R.Natesan vs The District Registrar on 6 December, 2004

Author: A.K.Rajan

Bench: A.K.Rajan

       

  

  

 
 
 IN THE HIGH COURT OF JUDICATURE AT MADRAS           

DATED: 06/12/2004  

CORAM   

THE HONOURABLE MR.JUSTICE A.K.RAJAN          

Writ Petition No.8637 of 1999
and Writ Petition No. 12625 of 1999

R.Natesan              ...              Petitioner in W.P.No.3637 of 1999
S.R.Mahalingam          ...              Petitioner in W.P.No.12625 of 1999

-Vs-

1. The District Registrar,
   Salem.

2. Manur Kula Devangar Vasaga Salai, 
   Salem.

3. Salem Suyamariyathai 
   Sangam, Salem        ...             Respondents in both the WPs


        Prayer:  Petitions filed under Article  226  of  the  Constitution  of
India,  praying  to issue a writ of Certiorari, to call for the records of the
first respondent in ROC.No.9898/A2/98 dated 08.09.1998 and quash the same.  

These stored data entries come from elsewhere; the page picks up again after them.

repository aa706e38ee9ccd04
//! Tracing/logging (shared setup).

/// Initialize process-wide observability (tracing/logging).
///
/// This is safe to call multiple times; subsequent calls become no-ops.
pub fn init() {
    tracing::init();
}

/// Tracing configuration (filters, layers).
pub mod tracing;
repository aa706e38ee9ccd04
//! Per-request authorization state derived from an [`Actor`].

use std::sync::Arc;

use tracing::warn;

use bizgrid_core::{TenantId, UserId};

use crate::actor::Actor;
use crate::error::AccessError;
use crate::permissions::Permission;
use crate::policy::RolePolicy;
use crate::roles::Role;

/// Ephemeral, per-request access context.
///
/// Constructed once per inbound operation from the authenticated actor and
/// discarded at request end. Never persisted. All decision logic is pure —
/// the context queries the injected [`RolePolicy`] and its own captured
/// actor snapshot, nothing else.
///
/// Invariant: `is_system_admin() == true` implies `tenant_id() == None`
/// implies `should_filter() == false`; a non-admin context always carries a
/// tenant id.
#[derive(Debug, Clone)]
pub struct AccessContext {
    user_id: UserId,
    display_name: String,
    role: Role,
    tenant_id: Option<TenantId>,
    tenant_name: Option<String>,
    policy: Arc<RolePolicy>,
}

impl AccessContext {
    /// Derive a context from an actor.
    ///
    /// Fails when the actor is deactivated, or when a non-admin actor has no
    /// tenant (an invalid state that must be rejected, not silently allowed
    /// through).
    pub fn for_actor(policy: Arc<RolePolicy>, actor: &Actor) -> Result<Self, AccessError> {
        if !actor.active {
            return Err(AccessError::ActorDeactivated);
        }

        let tenant_id = if actor.role.is_system_admin() {
            // System admins act across tenants; any residual tenant binding
            // on the account is not a scope.
            None
        } else {
            match actor.tenant_id {
                Some(id) => Some(id),
                None => {
                    warn!(user_id = %actor.id, role = %actor.role, "non-admin actor has no tenant");
                    return Err(AccessError::InvalidActorState);
                }
            }
        };

        Ok(Self {
            user_id: actor.id,
            display_name: actor.display_name.clone(),
            role: actor.role,
            tenant_id,
            tenant_name: actor.tenant_name.clone(),
            policy,
        })
    }

    pub fn user_id(&self) -> UserId {
        self.user_id
    }

    /// Display name captured at construction, for audit snapshots.
    pub fn display_name(&self) -> &str {
        &self.display_name
    }

    pub fn role(&self) -> Role {
        self.role
    }

    pub fn tenant_id(&self) -> Option<TenantId> {
        self.tenant_id
    }

    /// Tenant display name captured at construction, for audit snapshots.
    pub fn tenant_name(&self) -> Option<&str> {
        self.tenant_name.as_deref()
    }

    pub fn is_system_admin(&self) -> bool {
        self.role.is_system_admin()
    }

    /// Whether queries must be restricted to the actor's own tenant.
    pub fn should_filter(&self) -> bool {
        !self.is_system_admin()
    }

    pub fn has_permission(&self, permission: Permission) -> bool {
        self.policy.has(self.role, permission)
    }

    pub fn has_any(&self, permissions: &[Permission]) -> bool {
        permissions.iter().any(|p| self.has_permission(*p))
    }

    pub fn has_all(&self, permissions: &[Permission]) -> bool {
        permissions.iter().all(|p| self.has_permission(*p))
    }

    /// Require a single capability, failing closed.
    pub fn require_permission(&self, permission: Permission) -> Result<(), AccessError> {
        if self.has_permission(permission) {
            Ok(())
        } else {
            Err(AccessError::Forbidden(permission))
        }
    }

    /// Require at least one of several capabilities (OR logic).
    pub fn require_any(&self, permissions: &[Permission]) -> Result<(), AccessError> {
        if self.has_any(permissions) {
            Ok(())
        } else {
            let names: Vec<&str> = permissions.iter().map(|p| p.as_str()).collect();
            Err(AccessError::ForbiddenAny(names.join(", ")))
        }
    }

    /// Require all of several capabilities (AND logic).
    pub fn require_all(&self, permissions: &[Permission]) -> Result<(), AccessError> {
        match permissions.iter().find(|p| !self.has_permission(**p)) {
            None => Ok(()),
            Some(missing) => Err(AccessError::Forbidden(*missing)),
        }
    }

    /// Whether the actor may touch data belonging to `target`.
    ///
    /// System admins may access any tenant, including none at all.
    pub fn can_access_tenant(&self, target: Option<TenantId>) -> bool {
        if self.is_system_admin() {
            return true;
        }
        target == self.tenant_id
    }

    /// Resolve the tenant a new record must belong to.
    ///
    /// System admins must name a tenant explicitly. Everyone else gets their
    /// own tenant; a caller-supplied value is ignored so a non-admin cannot
    /// plant records in another tenant.
    pub fn resolve_create_tenant_id(
        &self,
        explicit: Option<TenantId>,
    ) -> Result<TenantId, AccessError> {
        match self.tenant_id {
            Some(own) => Ok(own),
            None => explicit.ok_or(AccessError::MissingTenantId),
        }
    }
}

#[cfg(test)]
mod tests {
    use super::*;
    use bizgrid_core::{TenantId, UserId};

    fn policy() -> Arc<RolePolicy> {
        Arc::new(RolePolicy::builtin())
    }

    fn company_admin(tenant: TenantId) -> Actor {
        Actor::new(UserId::new(), Some(tenant), "+15550001", Role::CompanyAdmin)
    }

    fn system_admin() -> Actor {
        Actor::new(UserId::new(), None, "root", Role::SystemAdmin)
    }

    #[test]
    fn derives_scope_from_company_admin() {
        let tenant = TenantId::new();
        let ctx = AccessContext::for_actor(policy(), &company_admin(tenant)).unwrap();

        assert_eq!(ctx.tenant_id(), Some(tenant));
        assert!(!ctx.is_system_admin());
        assert!(ctx.should_filter());
    }

    #[test]
    fn derives_scope_from_system_admin() {
        let ctx = AccessContext::for_actor(policy(), &system_admin()).unwrap();

        assert_eq!(ctx.tenant_id(), None);
        assert!(ctx.is_system_admin());
        assert!(!ctx.should_filter());
    }

    #[test]
    fn system_admin_with_residual_tenant_is_unscoped() {
        let mut actor = system_admin();
        actor.tenant_id = Some(TenantId::new());
        let ctx = AccessContext::for_actor(policy(), &actor).unwrap();

        assert_eq!(ctx.tenant_id(), None);
        assert!(!ctx.should_filter());
    }

    #[test]
    fn rejects_non_admin_without_tenant() {
        let actor = Actor::new(UserId::new(), None, "+15550002", Role::Accountant);
        let err = AccessContext::for_actor(policy(), &actor).unwrap_err();
        assert_eq!(err, AccessError::InvalidActorState);
    }

    #[test]
    fn rejects_deactivated_actor() {
        let mut actor = company_admin(TenantId::new());
        actor.active = false;
        let err = AccessContext::for_actor(policy(), &actor).unwrap_err();
        assert_eq!(err, AccessError::ActorDeactivated);
    }

    #[test]
    fn re_derivation_is_idempotent() {
        let actor = company_admin(TenantId::new());
        let a = AccessContext::for_actor(policy(), &actor).unwrap();
        let b = AccessContext::for_actor(policy(), &actor).unwrap();

        assert_eq!(a.tenant_id(), b.tenant_id());
        assert_eq!(a.is_system_admin(), b.is_system_admin());
        assert_eq!(a.should_filter(), b.should_filter());
    }

    #[test]
    fn permission_checks_delegate_to_policy() {
        let ctx = AccessContext::for_actor(policy(), &company_admin(TenantId::new())).unwrap();

        assert!(ctx.has_permission(Permission::CreateProducts));
        assert!(!ctx.has_permission(Permission::CreateUsers));
        assert!(ctx.has_any(&[Permission::CreateUsers, Permission::ViewProducts]));
        assert!(!ctx.has_all(&[Permission::CreateUsers, Permission::ViewProducts]));
    }

    #[test]
    fn require_permission_names_the_missing_capability() {
        let ctx = AccessContext::for_actor(policy(), &company_admin(TenantId::new())).unwrap();

        assert!(ctx.require_permission(Permission::ViewProducts).is_ok());
        let err = ctx.require_permission(Permission::CreateCompanies).unwrap_err();
        assert_eq!(err, AccessError::Forbidden(Permission::CreateCompanies));
    }

    #[test]
    fn require_all_reports_first_missing() {
        let ctx = AccessContext::for_actor(policy(), &company_admin(TenantId::new())).unwrap();
        let err = ctx
            .require_all(&[Permission::ViewProducts, Permission::DeleteUsers])
            .unwrap_err();
        assert_eq!(err, AccessError::Forbidden(Permission::DeleteUsers));
    }

    #[test]
    fn tenant_access_is_exact_for_non_admin() {
        let tenant = TenantId::new();
        let ctx = AccessContext::for_actor(policy(), &company_admin(tenant)).unwrap();

        assert!(ctx.can_access_tenant(Some(tenant)));
        assert!(!ctx.can_access_tenant(Some(TenantId::new())));
        assert!(!ctx.can_access_tenant(None));
    }

    #[test]
    fn tenant_access_is_unrestricted_for_admin() {
        let ctx = AccessContext::for_actor(policy(), &system_admin()).unwrap();

        assert!(ctx.can_access_tenant(Some(TenantId::new())));
        assert!(ctx.can_access_tenant(None));
    }

    #[test]
    fn create_tenant_resolution_ignores_caller_supplied_tenant_for_non_admin() {
        let own = TenantId::new();
        let other = TenantId::new();
        let ctx = AccessContext::for_actor(policy(), &company_admin(own)).unwrap();

        assert_eq!(ctx.resolve_create_tenant_id(Some(other)).unwrap(), own);
        assert_eq!(ctx.resolve_create_tenant_id(None).unwrap(), own);
    }

    #[test]
    fn create_tenant_resolution_requires_explicit_tenant_for_admin() {
        let ctx = AccessContext::for_actor(policy(), &system_admin()).unwrap();
        let target = TenantId::new();

        assert_eq!(ctx.resolve_create_tenant_id(Some(target)).unwrap(), target);
        assert_eq!(
            ctx.resolve_create_tenant_id(None).unwrap_err(),
            AccessError::MissingTenantId
        );
    }
}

!For Petitioners        :  Ms.A.Arulmozhi in WP.No.12625 of 1999
                Mr.Suresh Viswanath in WP.No.8637 of 1999

For Respondents :  Mr.V.Subbarayan Spl.G.P for R1. 
                Mr.K.Raman Raj for R2.
                Mr.V.Srinivasan for R3.

:ORDER  

The petitioners are the members of Salem Suyamariyadhai Sangam, founded by Periyar EVR in the year 1957 (R3 in these Writ Petitions). The objects of the Sangam is to spread Political knowledge and to make people to act according to the rational thinking; not to be slaves to superstition; to liberate the people from meaningless and unnecessary religious or social rituals in their daily habits; and to remove the caste, religion and Class differences in marriage. Bye-laws have been framed to foster the same objects. According to bye-law No.12, if the executive committee passes any resolution detrimental to the basic objectives, it will be prevented from be ing tabled in the General Body.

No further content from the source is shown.